John Irving

Connaissez-vous John Irving ? Avez-vous déjà été saisi de cette jubilation qui vous entraîne de la première ligne du roman jusqu’à la dernière page, pendant que l’eau de votre bain a depuis longtemps noyé les voisins du dessous ?

Pour tous ceux qui n’aiment pas lire, prendre un de ses romans en main constitue un véritable défi : 800 pages minimum, des heures de lecture en perspective, mais quelle récompense à la fin du parcours !

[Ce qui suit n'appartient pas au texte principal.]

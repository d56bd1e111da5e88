// SPDX-License-Identifier: BUSL-1.1
// Copyright (c) 2026 Alfred Jean LLC

//! Framed co-process session (C4): a child that speaks
//! `tag(1) | length_be32(4) | payload(length)` packets over stdin/stdout.

use std::process::Stdio;
use std::sync::Arc;
use std::time::Duration;

use bytes::Bytes;
use serde_json::Value;
use tokio::io::{AsyncBufReadExt, AsyncReadExt, AsyncWriteExt, BufReader};
use tokio::process::{Child, Command};
use tokio::sync::{mpsc, Mutex};

use crate::identity::SessionId;

use super::{Connector, ConnectorSlot, ProcessState, StateCell};

/// Child is expected to print this line before any packet (§4.4).
pub const READY_SENTINEL: &[u8] = b"__GANGLION__\n";

/// Implementation-chosen ceiling within the spec's mandated 1 MiB..=16 MiB
/// range (§4.4).
pub const MAX_PAYLOAD_SIZE: usize = 4 * 1024 * 1024;

const DATA_TAG: u8 = b'D';
const META_TAG: u8 = b'M';
const BINARY_TAG: u8 = b'P';

const CLOSE_JOIN_TIMEOUT: Duration = Duration::from_secs(5);

/// Encode a single packet: `tag | len_be32 | payload`.
pub fn encode_packet(tag: u8, payload: &[u8]) -> Vec<u8> {
    let mut out = Vec::with_capacity(5 + payload.len());
    out.push(tag);
    out.extend_from_slice(&(payload.len() as u32).to_be_bytes());
    out.extend_from_slice(payload);
    out
}

/// Decode a single complete packet from the front of `buf`, for round-trip
/// testing (the live read loop parses incrementally off a socket instead).
pub fn decode_packet(buf: &[u8]) -> Option<(u8, &[u8])> {
    if buf.len() < 5 {
        return None;
    }
    let tag = buf[0];
    let len = u32::from_be_bytes([buf[1], buf[2], buf[3], buf[4]]) as usize;
    if buf.len() < 5 + len {
        return None;
    }
    Some((tag, &buf[5..5 + len]))
}

enum AppCommand {
    Data(Bytes),
    Meta(Value),
}

/// A child process that speaks the framed protocol over pipes (no PTY).
pub struct AppSession {
    id: SessionId,
    cmd_tx: mpsc::Sender<AppCommand>,
    connector: ConnectorSlot,
    state: StateCell,
    shutdown: Arc<tokio::sync::Notify>,
    join: Mutex<Option<tokio::task::JoinHandle<()>>>,
}

impl AppSession {
    pub fn spawn(
        id: SessionId,
        command: &str,
        working_directory: &str,
        cols: u16,
        rows: u16,
        connector: Connector,
    ) -> anyhow::Result<Self> {
        let mut child = Command::new("/bin/sh")
            .arg("-c")
            .arg(command)
            .current_dir(working_directory)
            .env("COLUMNS", cols.to_string())
            .env("ROWS", rows.to_string())
            .env("TERMGATE", "1")
            .stdin(Stdio::piped())
            .stdout(Stdio::piped())
            .stderr(Stdio::piped())
            .kill_on_drop(true)
            .spawn()?;

        let stdin = child.stdin.take().ok_or_else(|| anyhow::anyhow!("child stdin not piped"))?;
        let stdout = child.stdout.take().ok_or_else(|| anyhow::anyhow!("child stdout not piped"))?;
        let stderr = child.stderr.take();

        if let Some(mut stderr) = stderr {
            tokio::spawn(async move {
                let mut buf = Vec::new();
                let _ = stderr.read_to_end(&mut buf).await;
                if !buf.is_empty() {
                    tracing::debug!(bytes = buf.len(), "app session stderr output");
                }
            });
        }

        let connector_slot = ConnectorSlot::new(connector);
        let state = StateCell::new();
        let shutdown = Arc::new(tokio::sync::Notify::new());
        let (cmd_tx, cmd_rx) = mpsc::channel(32);

        let task_connector = connector_slot.clone();
        let task_state = state.clone();
        let task_shutdown = Arc::clone(&shutdown);

        let join = tokio::spawn(run_loop(child, stdin, stdout, cmd_rx, task_connector, task_state, task_shutdown));

        Ok(Self {
            id,
            cmd_tx,
            connector: connector_slot,
            state,
            shutdown,
            join: Mutex::new(Some(join)),
        })
    }

    pub fn id(&self) -> &SessionId {
        &self.id
    }

    pub fn state(&self) -> ProcessState {
        self.state.get()
    }

    pub async fn send_bytes(&self, data: Bytes) -> bool {
        self.cmd_tx.send(AppCommand::Data(data)).await.is_ok()
    }

    pub async fn send_meta(&self, meta: Value) -> bool {
        self.cmd_tx.send(AppCommand::Meta(meta)).await.is_ok()
    }

    /// `set_terminal_size` sends a `{type:"resize", cols, rows}` meta
    /// packet; the child lays itself out (§4.4).
    pub async fn set_terminal_size(&self, cols: u16, rows: u16) {
        let meta = serde_json::json!({ "type": "resize", "cols": cols, "rows": rows });
        let _ = self.cmd_tx.send(AppCommand::Meta(meta)).await;
    }

    /// Framed apps manage their own redraw; the gateway keeps no terminal
    /// replay for this session kind (§2: "for C4, a no-op").
    pub fn get_replay_buffer(&self) -> Bytes {
        Bytes::new()
    }

    pub async fn update_connector(&self, connector: Connector) {
        self.connector.replace(connector).await;
    }

    pub async fn close(&self) {
        if self.state.get() == ProcessState::Closed {
            return;
        }
        self.state.set(ProcessState::Closing);
        self.shutdown.notify_one();
        self.wait_for_exit().await;
    }

    pub async fn wait_for_exit(&self) {
        let mut guard = self.join.lock().await;
        if let Some(handle) = guard.take() {
            let _ = tokio::time::timeout(CLOSE_JOIN_TIMEOUT, handle).await;
        }
    }
}

async fn read_packet<R: tokio::io::AsyncRead + Unpin>(reader: &mut R) -> std::io::Result<Option<(u8, Vec<u8>)>> {
    let mut tag_buf = [0u8; 1];
    match reader.read_exact(&mut tag_buf).await {
        Ok(_) => {}
        Err(e) if e.kind() == std::io::ErrorKind::UnexpectedEof => return Ok(None),
        Err(e) => return Err(e),
    }
    let mut len_buf = [0u8; 4];
    reader.read_exact(&mut len_buf).await?;
    let len = u32::from_be_bytes(len_buf) as usize;
    if len > MAX_PAYLOAD_SIZE {
        return Err(std::io::Error::new(std::io::ErrorKind::InvalidData, "declared payload exceeds MAX_PAYLOAD_SIZE"));
    }
    let mut payload = vec![0u8; len];
    reader.read_exact(&mut payload).await?;
    Ok(Some((tag_buf[0], payload)))
}

async fn run_loop(
    mut child: Child,
    mut stdin: tokio::process::ChildStdin,
    stdout: tokio::process::ChildStdout,
    mut cmd_rx: mpsc::Receiver<AppCommand>,
    connector: ConnectorSlot,
    state: StateCell,
    shutdown: Arc<tokio::sync::Notify>,
) {
    let mut reader = BufReader::new(stdout);

    // Readiness: discard lines until the sentinel is observed (§4.4).
    loop {
        let mut line = Vec::new();
        match reader.read_until(b'\n', &mut line).await {
            Ok(0) => {
                state.set(ProcessState::Closed);
                connector.current().await.on_close().await;
                return;
            }
            Ok(_) => {
                if line == READY_SENTINEL {
                    state.set(ProcessState::Running);
                    break;
                }
            }
            Err(_) => {
                state.set(ProcessState::Closed);
                connector.current().await.on_close().await;
                return;
            }
        }
    }

    loop {
        tokio::select! {
            _ = shutdown.notified() => break,
            cmd = cmd_rx.recv() => {
                let packet = match cmd {
                    Some(AppCommand::Data(data)) => encode_packet(DATA_TAG, &data),
                    Some(AppCommand::Meta(meta)) => {
                        let json = serde_json::to_vec(&meta).unwrap_or_default();
                        encode_packet(META_TAG, &json)
                    }
                    None => break,
                };
                if stdin.write_all(&packet).await.is_err() {
                    break;
                }
            }
            packet = read_packet(&mut reader) => {
                match packet {
                    Ok(Some((tag, payload))) => {
                        let bytes = Bytes::from(payload);
                        match tag {
                            DATA_TAG => {
                                connector.current().await.on_data(bytes).await;
                            }
                            META_TAG => {
                                match serde_json::from_slice::<Value>(&bytes) {
                                    Ok(meta) => {
                                        let is_exit = meta.get("type").and_then(Value::as_str) == Some("exit");
                                        connector.current().await.on_meta(meta).await;
                                        if is_exit {
                                            break;
                                        }
                                    }
                                    Err(_) => break,
                                }
                            }
                            BINARY_TAG => {
                                connector.current().await.on_binary_encoded_message(bytes).await;
                            }
                            _ => {}
                        }
                    }
                    Ok(None) => break,
                    Err(_) => break,
                }
            }
        }
    }

    state.set(ProcessState::Closing);
    let _ = tokio::time::timeout(Duration::from_secs(5), child.wait()).await;
    if child.try_wait().ok().flatten().is_none() {
        let _ = child.start_kill();
        let _ = child.wait().await;
    }

    state.set(ProcessState::Closed);
    connector.current().await.on_close().await;
}

#[cfg(test)]
#[path = "app_tests.rs"]
mod tests;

" Le monde selon Garp " a définitivement porté John Irving aux sommets de la littérature américaine contemporaine, en partie aussi grâce à l’adaptation cinématographique qui en a été tirée, dans laquelle Robin Williams tenait le rôle principal. L’histoire, résumée, serait plutôt simple : la vie d’un homme, Garp (la provenance de ce nom étrange vous sera révélée dans les premiers chapitres), avant sa naissance et jusqu’à sa mort. Le scénario semble plutôt linéaire: sa création, son enfance avec une mère " presque " vierge, les affres du jeune écrivain, sa relation avec sa femme et ses liaisons avec les baby-sitters...Mais sur cette souche sont développés des thèmes plus généraux comme la recherche de l’identité, la violence, le deuil, et plus farfelus comme un ours dans une pension viennoise ou des nouvelles inclus dans le roman. Sans grands effets stylistiques et par la seule puissance de sa narration, dénuée de l’expression de sentiments mais reposant toujours sur des actes, John Irving nous entraîne du rire aux larmes sans jamais tomber dans le pathos.

Les éléments autobiographiques ne sont jamais bannis de ses œuvres : le narrateur est ainsi souvent petit, s’appelle parfois John, et est écrivain (écrivaine, comme dans " la Veuve de papier ", auteur de scenarii minables dans " les Enfants du Cirque ") et pratique la lutte. Mais la récurrence de ces thèmes ne conduit jamais à une répétition de l’oeuvre ; en fait, cette démarche n’est pas sans évoquer celle des peintres de la Renaissance qui se représentaient au milieu de la foule d’un tableau, personnages de troisième plan, mais bien présents. A la lecture complète de l’oeuvre, on découvre aussi des parallèles et antagonismes. Ainsi à la figure lumineuse de Roberta, le footballeur transsexuel du " Monde selon Garp ", répond celle du tueur en série, transsexuel aussi, des " Enfants du Cirque ". Ces leitmotivs et ces parallèles, loin de déclencher la monotonie chez le lecteur, créent une impression de familiarité avec l’auteur qui n’empêche jamais l’effet de surprise et qui font qu’à chaque lecture d’une de ses œuvres, on est persuadé d’avoir lu " le meilleur Irving " . Jusqu’à ce que l’on passe au suivant.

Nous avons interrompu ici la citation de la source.